ASSIGNMENT:
If a line in the data holds the string "pairing", list it.

(Collected data entries)
/---

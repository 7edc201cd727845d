//! Configuration types and CLI options.
//!
//! This module defines enums and structs used for command-line argument
//! parsing and configuration.

use std::path::PathBuf;

use clap::{Parser, ValueEnum};

use crate::config::constants::{
    DEFAULT_MIN_NAME_SIMILARITY, DEFAULT_MIN_OVERLAP_RATIO, WORKER_LIMIT,
};

/// Logging level for the application.
///
/// Controls the verbosity of log output, from most restrictive (Error) to
/// most verbose (Trace).
#[derive(Clone, Debug, ValueEnum)]
pub enum LogLevel {
    /// Only error messages
    Error,
    /// Error and warning messages
    Warn,
    /// Error, warning, and informational messages
    Info,
    /// All messages except trace
    Debug,
    /// All messages including trace
    Trace,
}

impl From<LogLevel> for log::LevelFilter {
    fn from(l: LogLevel) -> Self {
        match l {
            LogLevel::Error => log::LevelFilter::Error,
            LogLevel::Warn => log::LevelFilter::Warn,
            LogLevel::Info => log::LevelFilter::Info,
            LogLevel::Debug => log::LevelFilter::Debug,
            LogLevel::Trace => log::LevelFilter::Trace,
        }
    }
}

/// Log output format.
///
/// Controls how log messages are formatted:
/// - `Plain`: Human-readable format with colors (default)
/// - `Json`: Structured JSON format for machine parsing
#[derive(Clone, Debug, ValueEnum)]
pub enum LogFormat {
    /// Human-readable format with colors (default)
    Plain,
    /// Structured JSON format for machine parsing
    Json,
}

/// Table export format.
#[derive(Clone, Debug, ValueEnum)]
pub enum ExportFormat {
    /// One CSV file per canonical table.
    Csv,
    /// One JSON-lines file per canonical table.
    Jsonl,
}

/// Application configuration.
///
/// Can be parsed from the command line (clap derive) or constructed
/// programmatically via `Default` and struct update syntax.
///
/// # Examples
///
/// ```no_run
/// use fabric_status::Config;
/// use std::path::PathBuf;
///
/// let config = Config {
///     manifest: PathBuf::from("bundle.txt"),
///     max_workers: 4,
///     ..Default::default()
/// };
/// ```
#[derive(Debug, Clone, Parser)]
#[command(
    name = "fabric_status",
    about = "Reconstructs SAN fabric topology from Fibre Channel switch diagnostic dumps"
)]
pub struct Config {
    /// Bundle manifest file: one `fabric_name,fabric_label,path[,switch_index]`
    /// line per switch dump
    pub manifest: PathBuf,

    /// Log level
    #[arg(long, value_enum, default_value = "info")]
    pub log_level: LogLevel,

    /// Log format
    #[arg(long, value_enum, default_value = "plain")]
    pub log_format: LogFormat,

    /// Maximum concurrent per-switch parse tasks
    #[arg(long, default_value_t = WORKER_LIMIT)]
    pub max_workers: usize,

    /// OUI-to-device-class table (CSV); the built-in table is used when omitted
    #[arg(long)]
    pub oui_table: Option<PathBuf>,

    /// Enclosure/blade inventory (CSV) for SRV_BLADE / SRV_SYNERGY resolution
    #[arg(long)]
    pub enclosure_inventory: Option<PathBuf>,

    /// Minimum shared-device ratio for device-overlap pairing
    #[arg(long, default_value_t = DEFAULT_MIN_OVERLAP_RATIO)]
    pub min_overlap_ratio: f64,

    /// Minimum normalized similarity score for name-based pairing
    #[arg(long, default_value_t = DEFAULT_MIN_NAME_SIMILARITY)]
    pub min_name_similarity: f64,

    /// Directory to write canonical table exports into (no export when omitted)
    #[arg(long)]
    pub export_dir: Option<PathBuf>,

    /// Export format for canonical tables
    #[arg(long, value_enum, default_value = "csv")]
    pub export_format: ExportFormat,
}

impl Default for Config {
    fn default() -> Self {
        Self {
            manifest: PathBuf::from("bundle.txt"),
            log_level: LogLevel::Info,
            log_format: LogFormat::Plain,
            max_workers: WORKER_LIMIT,
            oui_table: None,
            enclosure_inventory: None,
            min_overlap_ratio: DEFAULT_MIN_OVERLAP_RATIO,
            min_name_similarity: DEFAULT_MIN_NAME_SIMILARITY,
            export_dir: None,
            export_format: ExportFormat::Csv,
        }
    }
}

\---

SOLUTION TO THIS EXERCISE:
    /// Minimum shared-device ratio for device-overlap pairing
    /// Minimum normalized similarity score for name-based pairing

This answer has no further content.